Protein synthesis in synaptosomes: a proteomics analysis.

A proteomics approach was used to identify the translation products of a unique synaptic model system, squid optic lobe synaptosomes. Unlike its vertebrate counterparts, this preparation is largely free of perikaryal cell fragments and consists predominantly of pre-synaptic terminals derived from retinal photoreceptor neurones. We metabolically labelled synaptosomes with [(35)S] methionine and applied two-dimensional gel electrophoresis to resolve newly synthesized proteins at high resolution. Autoradiographs of blotted two-dimensional gels revealed de novo synthesis of about 80 different proteins, 18 of which could be matched to silver-stained gels that were run in parallel.
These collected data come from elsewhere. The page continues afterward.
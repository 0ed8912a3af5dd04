//! HTTP-specific error types for the Aquarium API SDK.
//!
//! This module contains error types for HTTP operations, including response
//! errors, body decoding failures, and request validation failures.
//!
//! # Error Handling
//!
//! The SDK uses specific error types for different failure scenarios:
//!
//! - [`HttpResponseError`]: Non-2xx HTTP responses, carrying the raw body text
//! - [`BodyReadError`]: The body of a non-2xx response could not be read
//! - [`InvalidHttpRequestError`]: When a request fails validation before sending
//! - [`HttpError`]: Unified error type encompassing all HTTP-related errors
//!
//! # Example
//!
//! ```rust,ignore
//! use aquarium_api::clients::{HttpClient, HttpRequest, HttpMethod, HttpError};
//!
//! match client.request(request).await {
//!     Ok(value) => println!("Success: {}", value),
//!     Err(HttpError::Response(e)) => {
//!         println!("API error {}: {}", e.code, e.message);
//!     }
//!     Err(HttpError::Network(e)) => {
//!         println!("Network error: {}", e);
//!     }
//!     Err(other) => println!("Request failed: {}", other),
//! }
//! ```

use thiserror::Error;

/// Error returned when an HTTP request receives a non-successful response.
///
/// The message is the response body text, verbatim. It is not parsed, even
/// when it looks like JSON; callers needing structured server detail parse
/// it themselves.
///
/// # Example
///
/// ```rust
/// use aquarium_api::clients::HttpResponseError;
///
/// let error = HttpResponseError {
///     code: 404,
///     message: "not found".to_string(),
/// };
///
/// assert_eq!(error.to_string(), "not found");
/// ```
#[derive(Debug, Error, Clone, PartialEq, Eq)]
#[error("{message}")]
pub struct HttpResponseError {
    /// The HTTP status code of the response.
    pub code: u16,
    /// The raw response body.
    pub message: String,
}

/// Error returned when the body of a non-successful response cannot be read.
#[derive(Debug, Error)]
#[error("error during fetch")]
pub struct BodyReadError {
    /// The HTTP status code of the response.
    pub code: u16,
    /// The underlying read failure.
    #[source]
    pub source: reqwest::Error,
}

/// Error returned when an HTTP request fails validation.
///
/// This error is raised before a request is sent.
///
/// # Example
///
/// ```rust
/// use aquarium_api::clients::InvalidHttpRequestError;
///
/// let error = InvalidHttpRequestError::BodyNotAllowed {
///     method: "GET".to_string(),
/// };
///
/// assert_eq!(error.to_string(), "Cannot send a body with GET.");
/// ```
#[derive(Debug, Error, Clone, PartialEq, Eq)]
pub enum InvalidHttpRequestError {
    /// The HTTP method is not one of the supported methods.
    #[error("Invalid Http method {method}.")]
    InvalidMethod {
        /// The invalid method that was provided.
        method: String,
    },

    /// A body was attached to a method that does not take one.
    #[error("Cannot send a body with {method}.")]
    BodyNotAllowed {
        /// The HTTP method of the request.
        method: String,
    },

    /// A header value contains characters that cannot be sent.
    #[error("Invalid value for header {name}.")]
    InvalidHeader {
        /// The name of the header.
        name: String,
    },
}

/// Unified error type for all HTTP-related errors.
///
/// # Example
///
/// ```rust,ignore
/// use aquarium_api::HttpError;
///
/// match client.request(request).await {
///     Ok(value) => { /* handle success */ }
///     Err(HttpError::Response(e)) => { /* non-2xx, e.message is the body */ }
///     Err(HttpError::BodyRead(e)) => { /* non-2xx, body unreadable */ }
///     Err(HttpError::Decode { .. }) => { /* 2xx but not JSON */ }
///     Err(HttpError::InvalidRequest(e)) => { /* rejected before sending */ }
///     Err(HttpError::InvalidUrl(e)) => { /* path produced a malformed URL */ }
///     Err(HttpError::Network(e)) => { /* transport failure */ }
/// }
/// ```
#[derive(Debug, Error)]
pub enum HttpError {
    /// An HTTP response error (non-2xx status code).
    #[error(transparent)]
    Response(#[from] HttpResponseError),

    /// The body of a non-2xx response could not be read.
    #[error(transparent)]
    BodyRead(#[from] BodyReadError),

    /// A 2xx response body was not valid JSON.
    #[error("Failed to decode response body (status {code}): {source}")]
    Decode {
        /// The HTTP status code of the response.
        code: u16,
        /// The JSON parse failure.
        #[source]
        source: serde_json::Error,
    },

    /// Request validation failed.
    #[error(transparent)]
    InvalidRequest(#[from] InvalidHttpRequestError),

    /// The request URL could not be constructed.
    #[error("Invalid request URL: {0}")]
    InvalidUrl(#[from] url::ParseError),

    /// Network or connection error.
    #[error("Network error: {0}")]
    Network(#[from] reqwest::Error),
}

impl HttpError {
    /// Returns the HTTP status code, if a response was received.
    #[must_use]
    pub const fn status(&self) -> Option<u16> {
        match self {
            Self::Response(e) => Some(e.code),
            Self::BodyRead(e) => Some(e.code),
            Self::Decode { code, .. } => Some(*code),
            _ => None,
        }
    }
}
In-gel digestion of the matched spots and mass spectrometric analyses revealed the identities of various cytosolic enzymes, cytoskeletal proteins, molecular chaperones and nuclear-encoded mitochondrial proteins. A number of novel proteins (i.e. not matching with database sequences) were also detected. In situ hybridization was employed to confirm the presence of mRNA and rRNA in synaptosomes. Together, our data show that pre-synaptic endings of squid photoreceptor neurones actively synthesize a wide variety of proteins involved in synaptic functioning, such as transmitter recycling, energy supply and synaptic architecture.